Exercise objective: Determine how many lines in the entries below hold "remaining". Respond with that number only.

Supplied information:

------

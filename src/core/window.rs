//! Prefetch window: the contiguous frame range already rendered ahead of the
//! playhead, `[cursor_frame, cursor_frame + frames_ahead]`.
//!
//! Pure state, no locking. The job wraps it in a mutex shared by the UI
//! (progress display) and the worker (the only writer while running).

use crate::config::PrefetchConfig;

/// Outcome of [`PrefetchWindow::rebase`]
#[derive(Debug, Clone, Copy, PartialEq)]
pub enum Rebase {
    /// Playhead still at window start
    Unchanged,
    /// Playhead moved forward into the window; `consumed` frames dropped off
    CaughtUp { consumed: u32 },
    /// Playhead jumped backward; all progress abandoned
    Reset,
}

#[derive(Debug, Clone, Copy, PartialEq)]
pub struct PrefetchWindow {
    pub cursor_frame: f32,
    pub frames_ahead: u32,
}

impl PrefetchWindow {
    /// Fresh window spanning the frame right after `cursor_frame`
    pub fn new(cursor_frame: f32) -> Self {
        Self {
            cursor_frame,
            frames_ahead: 1,
        }
    }

    /// Frame currently being produced
    pub fn target_frame(&self) -> f32 {
        self.cursor_frame + self.frames_ahead as f32
    }

    /// `(start, end)` for progress display
    pub fn time_range(&self) -> (f32, f32) {
        (self.cursor_frame, self.target_frame())
    }

    /// Frames of headroom left between the produced frame and `live_cursor`
    pub fn margin(&self, live_cursor: f32) -> f32 {
        self.target_frame() - live_cursor
    }

    pub fn advance(&mut self) {
        self.frames_ahead += 1;
    }

    /// Re-sync with the live playhead.
    ///
    /// Forward motion shifts the start to `cursor` and drops the consumed
    /// frames, keeping at least one. Backward motion (a seek) resets the
    /// window to `(cursor, 1)`.
    pub fn rebase(&mut self, cursor: f32) -> Rebase {
        if cursor > self.cursor_frame {
            let delta = (cursor - self.cursor_frame) as i64;
            let remaining = (i64::from(self.frames_ahead) - delta).max(1);
            let consumed = self.frames_ahead.saturating_sub(remaining as u32);
            self.cursor_frame = cursor;
            self.frames_ahead = remaining as u32;
            return Rebase::CaughtUp { consumed };
        }
        if cursor < self.cursor_frame {
            *self = Self::new(cursor);
            return Rebase::Reset;
        }
        Rebase::Unchanged
    }
}

/// Cap on how far the worker runs ahead of an advancing playhead.
///
/// Once more than `min_ahead` frames are produced, the worker stops as soon
/// as the playhead gets within `min_margin` frames of the one being produced.
#[derive(Debug, Clone, Copy, PartialEq)]
pub struct Throttle {
    pub min_ahead: u32,
    pub min_margin: f32,
}

impl Default for Throttle {
    fn default() -> Self {
        Self {
            min_ahead: 5,
            min_margin: 2.0,
        }
    }
}

impl Throttle {
    pub fn should_yield(&self, window: &PrefetchWindow, live_cursor: f32) -> bool {
        window.frames_ahead > self.min_ahead && window.margin(live_cursor) < self.min_margin
    }
}

impl From<&PrefetchConfig> for Throttle {
    fn from(config: &PrefetchConfig) -> Self {
        Self {
            min_ahead: config.throttle_min_ahead,
            min_margin: config.throttle_min_margin,
        }
    }
}
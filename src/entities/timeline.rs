//! Thread-safe timeline state shared between the UI and prefetch workers.
//!
//! **Why**: The prefetch worker reads the playhead, end frame and cache flags
//! on every iteration while the UI keeps editing them. All fields sit behind
//! one mutex; every accessor takes it briefly, so reads are never torn.
//!
//! **Used by**: demo binary, tests (any host can implement `Timeline` itself)

use serde::{Deserialize, Serialize};
use std::sync::Mutex;
use uuid::Uuid;

use super::element::Element;
use super::traits::{CacheSettings, Timeline};

/// Plain timeline data (serializable)
#[derive(Debug, Clone, Serialize, Deserialize)]
pub struct TimelineState {
    pub current_frame: f32,
    pub end_frame: f32,
    pub prefetch_enabled: bool,
    pub cache: CacheSettings,
    pub elements: Vec<Element>,
    /// False for timelines without any sequence data block
    pub has_editing: bool,
}

impl TimelineState {
    pub fn new(end_frame: f32) -> Self {
        Self {
            current_frame: 0.0,
            end_frame,
            prefetch_enabled: true,
            cache: CacheSettings::default(),
            elements: Vec::new(),
            has_editing: true,
        }
    }
}

/// Timeline behind a mutex, usable as `Arc<dyn Timeline>`
#[derive(Debug)]
pub struct SharedTimeline {
    uuid: Uuid,
    state: Mutex<TimelineState>,
}

impl SharedTimeline {
    pub fn new(end_frame: f32) -> Self {
        Self::from_state(TimelineState::new(end_frame))
    }

    pub fn from_state(state: TimelineState) -> Self {
        Self {
            uuid: Uuid::new_v4(),
            state: Mutex::new(state),
        }
    }

    /// Apply an arbitrary edit under the lock
    pub fn update<R>(&self, f: impl FnOnce(&mut TimelineState) -> R) -> R {
        let mut state = self.state.lock().unwrap_or_else(|e| e.into_inner());
        f(&mut state)
    }

    /// Copy of the current state
    pub fn state(&self) -> TimelineState {
        self.state.lock().unwrap_or_else(|e| e.into_inner()).clone()
    }

    pub fn set_current_frame(&self, frame: f32) {
        self.update(|s| s.current_frame = frame);
    }

    /// Move playhead by `delta`, clamped to `[0, end_frame]`. Returns new position.
    pub fn step(&self, delta: f32) -> f32 {
        self.update(|s| {
            s.current_frame = (s.current_frame + delta).clamp(0.0, s.end_frame);
            s.current_frame
        })
    }

    pub fn set_end_frame(&self, frame: f32) {
        self.update(|s| s.end_frame = frame);
    }

    pub fn set_prefetch_enabled(&self, enabled: bool) {
        self.update(|s| s.prefetch_enabled = enabled);
    }

    pub fn set_cache_settings(&self, cache: CacheSettings) {
        self.update(|s| s.cache = cache);
    }

    pub fn set_has_editing(&self, has_editing: bool) {
        self.update(|s| s.has_editing = has_editing);
    }

    pub fn push_element(&self, element: Element) {
        self.update(|s| s.elements.push(element));
    }

    /// Remove element by stable name. Returns true if found.
    pub fn remove_element(&self, name: &str) -> bool {
        self.update(|s| {
            let before = s.elements.len();
            s.elements.retain(|el| el.name != name);
            s.elements.len() != before
        })
    }
}

impl Timeline for SharedTimeline {
    fn uuid(&self) -> Uuid {
        self.uuid
    }

    fn current_frame(&self) -> f32 {
        self.state.lock().unwrap_or_else(|e| e.into_inner()).current_frame
    }

    fn end_frame(&self) -> f32 {
        self.state.lock().unwrap_or_else(|e| e.into_inner()).end_frame
    }

    fn prefetch_enabled(&self) -> bool {
        self.state.lock().unwrap_or_else(|e| e.into_inner()).prefetch_enabled
    }

    fn cache_settings(&self) -> CacheSettings {
        self.state.lock().unwrap_or_else(|e| e.into_inner()).cache
    }

    fn top_level_elements(&self) -> Vec<Element> {
        self.state.lock().unwrap_or_else(|e| e.into_inner()).elements.clone()
    }

    fn has_editing(&self) -> bool {
        self.state.lock().unwrap_or_else(|e| e.into_inner()).has_editing
    }
}
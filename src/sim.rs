//! Simulated compositor for the demo binary and engine tests.
//!
//! Burns a fixed amount of wall time per frame, fills the frame cache the way
//! a real compositor would (temporary per-element entries plus one final
//! output entry) and records which frames it rendered on which thread.
//! Frames whose final output is already cached return immediately.
//!
//! Element media is "loaded" the first time a name is seen. Only that miss
//! consults the live timeline through the cache redirect.

use log::{debug, trace};
use std::collections::HashSet;
use std::sync::{Arc, Mutex};
use std::thread::{self, ThreadId};
use std::time::Duration;

use crate::core::GlobalFrameCache;
use crate::entities::{
    CacheTypes, Frame, RenderContext, RenderError, Renderer, SceneSnapshot,
};

type RenderHook = Box<dyn Fn(f32) + Send + Sync>;

pub struct SimulatedRenderer {
    cost: Duration,
    cache: Option<Arc<GlobalFrameCache>>,
    hook: Option<RenderHook>,
    rendered: Mutex<Vec<f32>>,
    threads: Mutex<Vec<ThreadId>>,
    media: Mutex<HashSet<String>>,
}

impl SimulatedRenderer {
    pub fn new(cost: Duration) -> Self {
        Self {
            cost,
            cache: None,
            hook: None,
            rendered: Mutex::new(Vec::new()),
            threads: Mutex::new(Vec::new()),
            media: Mutex::new(HashSet::new()),
        }
    }

    /// Store results in `cache`
    pub fn with_cache(mut self, cache: Arc<GlobalFrameCache>) -> Self {
        self.cache = Some(cache);
        self
    }

    /// Run `hook(frame)` at the start of every render
    pub fn with_hook(mut self, hook: impl Fn(f32) + Send + Sync + 'static) -> Self {
        self.hook = Some(Box::new(hook));
        self
    }

    /// Frames rendered so far, in order
    pub fn rendered(&self) -> Vec<f32> {
        self.rendered.lock().unwrap_or_else(|e| e.into_inner()).clone()
    }

    /// Distinct threads that rendered
    pub fn threads(&self) -> Vec<ThreadId> {
        self.threads.lock().unwrap_or_else(|e| e.into_inner()).clone()
    }

    fn record(&self, frame: f32) {
        self.rendered
            .lock()
            .unwrap_or_else(|e| e.into_inner())
            .push(frame);
        let id = thread::current().id();
        let mut threads = self.threads.lock().unwrap_or_else(|e| e.into_inner());
        if !threads.contains(&id) {
            threads.push(id);
        }
    }

    /// Make sure media for `name` is loaded. A miss resolves the element on
    /// the live timeline when rendering through a redirect.
    fn load_media(&self, context: &RenderContext, name: &str) -> Result<(), RenderError> {
        let mut media = self.media.lock().unwrap_or_else(|e| e.into_inner());
        if media.contains(name) {
            return Ok(());
        }
        if let Some(redirect) = context.redirect()
            && redirect.original_element(name).is_none()
        {
            debug!("No live element '{}' on {}", name, redirect.timeline_uuid());
            return Err(RenderError::MissingMedia(name.to_string()));
        }
        media.insert(name.to_string());
        Ok(())
    }

    /// Cache types to store under `context`: the live timeline's settings
    /// when redirected, everything otherwise
    fn enabled_types(context: &RenderContext) -> CacheTypes {
        context
            .redirect()
            .map(|r| r.timeline().cache_settings().enabled_types)
            .unwrap_or(CacheTypes::ALL)
    }
}

impl Renderer for SimulatedRenderer {
    fn render(
        &self,
        context: &RenderContext,
        scene: &SceneSnapshot,
        frame: f32,
    ) -> Result<Frame, RenderError> {
        if let Some(hook) = &self.hook {
            hook(frame);
        }
        if let Some(cached) = self.cache.as_ref().and_then(|cache| {
            cache.peek(context.cache_owner().timeline, frame, CacheTypes::FINAL_OUT)
        }) {
            return Ok(cached);
        }
        self.record(frame);
        if !self.cost.is_zero() {
            thread::sleep(self.cost);
        }

        if scene.is_empty() {
            return Err(RenderError::EmptyScene(frame));
        }

        for name in scene.visible() {
            self.load_media(context, name)?;
        }

        let (w, h) = context.output_size();
        let Some(cache) = &self.cache else {
            return Ok(Frame::placeholder(w, h));
        };
        let types = Self::enabled_types(context);

        if types.contains(CacheTypes::RAW) {
            for _ in scene.visible() {
                cache.put(context, frame, CacheTypes::RAW, Frame::placeholder(w, h), true);
            }
        }

        let shade = (frame as u32 % 256) as u8;
        let output = Frame::from_u8_buffer(vec![shade; w * h * 4], w, h);
        if types.contains(CacheTypes::FINAL_OUT) {
            cache.put(context, frame, CacheTypes::FINAL_OUT, output.clone(), false);
        }
        trace!("Simulated render {} ({}x{})", frame, w, h);
        Ok(output)
    }
}

impl std::fmt::Debug for SimulatedRenderer {
    fn fmt(&self, f: &mut std::fmt::Formatter<'_>) -> std::fmt::Result {
        f.debug_struct("SimulatedRenderer")
            .field("cost", &self.cost)
            .field("cached", &self.cache.is_some())
            .finish_non_exhaustive()
    }
}

#[cfg(test)]
mod tests {
    use super::*;
    use crate::core::CacheManager;
    use crate::entities::{CacheRedirect, CacheSettings, Element, SharedTimeline, Timeline};

    fn scene_with(names: &[&str]) -> SceneSnapshot {
        let mut scene = SceneSnapshot::new(1.0, "render");
        for name in names {
            scene.values.insert(name.to_string(), 0.0);
        }
        scene
    }

    #[test]
    fn test_empty_scene_is_error() {
        let renderer = SimulatedRenderer::new(Duration::ZERO);
        let ctx = RenderContext::new(uuid::Uuid::new_v4(), 4, 4);
        let err = renderer.render(&ctx, &scene_with(&[]), 3.0).unwrap_err();
        assert!(matches!(err, RenderError::EmptyScene(f) if f == 3.0));
        assert_eq!(renderer.rendered(), vec![3.0]);
    }

    #[test]
    fn test_fills_cache() {
        let cache = Arc::new(GlobalFrameCache::new(
            10,
            Arc::new(CacheManager::with_limit(usize::MAX)),
        ));
        let renderer = SimulatedRenderer::new(Duration::ZERO).with_cache(cache.clone());
        let ctx = RenderContext::new(uuid::Uuid::new_v4(), 4, 4);

        renderer.render(&ctx, &scene_with(&["bg"]), 2.0).unwrap();
        assert!(cache.contains(ctx.timeline, 2.0, CacheTypes::RAW));
        assert!(cache.contains(ctx.timeline, 2.0, CacheTypes::FINAL_OUT));

        // Second request is served from the cache
        renderer.render(&ctx, &scene_with(&["bg"]), 2.0).unwrap();
        assert_eq!(renderer.rendered(), vec![2.0]);
        assert_eq!(cache.stats().hits(), 0);
    }

    #[test]
    fn test_redirect_respects_live_settings() {
        let timeline = Arc::new(SharedTimeline::new(10.0));
        timeline.push_element(Element::new("bg", 0.0, 10.0));
        timeline.set_cache_settings(CacheSettings {
            enabled_types: CacheTypes::FINAL_OUT,
            view_overlay_enabled: false,
        });
        let owner = RenderContext::new(timeline.uuid(), 4, 4).for_prefetch_owner();
        let mut ctx = owner.for_prefetch();
        ctx.set_redirect(CacheRedirect::new(timeline.clone(), owner));

        let cache = Arc::new(GlobalFrameCache::new(
            10,
            Arc::new(CacheManager::with_limit(usize::MAX)),
        ));
        let renderer = SimulatedRenderer::new(Duration::ZERO).with_cache(cache.clone());
        renderer.render(&ctx, &scene_with(&["bg"]), 1.0).unwrap();

        assert!(!cache.contains(timeline.uuid(), 1.0, CacheTypes::RAW));
        assert!(cache.contains(timeline.uuid(), 1.0, CacheTypes::FINAL_OUT));

        // Element removed from the live timeline
        let err = renderer.render(&ctx, &scene_with(&["gone"]), 2.0).unwrap_err();
        assert!(matches!(err, RenderError::MissingMedia(name) if name == "gone"));
    }

    #[test]
    fn test_media_resolved_once() {
        let timeline = Arc::new(SharedTimeline::new(10.0));
        timeline.push_element(Element::new("bg", 0.0, 10.0));
        let owner = RenderContext::new(timeline.uuid(), 4, 4).for_prefetch_owner();
        let mut ctx = owner.for_prefetch();
        ctx.set_redirect(CacheRedirect::new(timeline.clone(), owner));

        let renderer = SimulatedRenderer::new(Duration::ZERO);
        renderer.render(&ctx, &scene_with(&["bg"]), 1.0).unwrap();

        // Loaded media no longer needs the live element
        assert!(timeline.remove_element("bg"));
        renderer.render(&ctx, &scene_with(&["bg"]), 2.0).unwrap();
        assert_eq!(renderer.rendered(), vec![1.0, 2.0]);
    }

    #[test]
    fn test_hook_runs_before_render() {
        let seen = Arc::new(Mutex::new(Vec::new()));
        let renderer = {
            let seen = seen.clone();
            SimulatedRenderer::new(Duration::ZERO).with_hook(move |f| seen.lock().unwrap().push(f))
        };
        let ctx = RenderContext::new(uuid::Uuid::new_v4(), 4, 4);
        let _ = renderer.render(&ctx, &scene_with(&["a"]), 7.0);
        assert_eq!(*seen.lock().unwrap(), vec![7.0]);
        assert_eq!(renderer.threads().len(), 1);
    }
}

------

Solution for this exercise: 3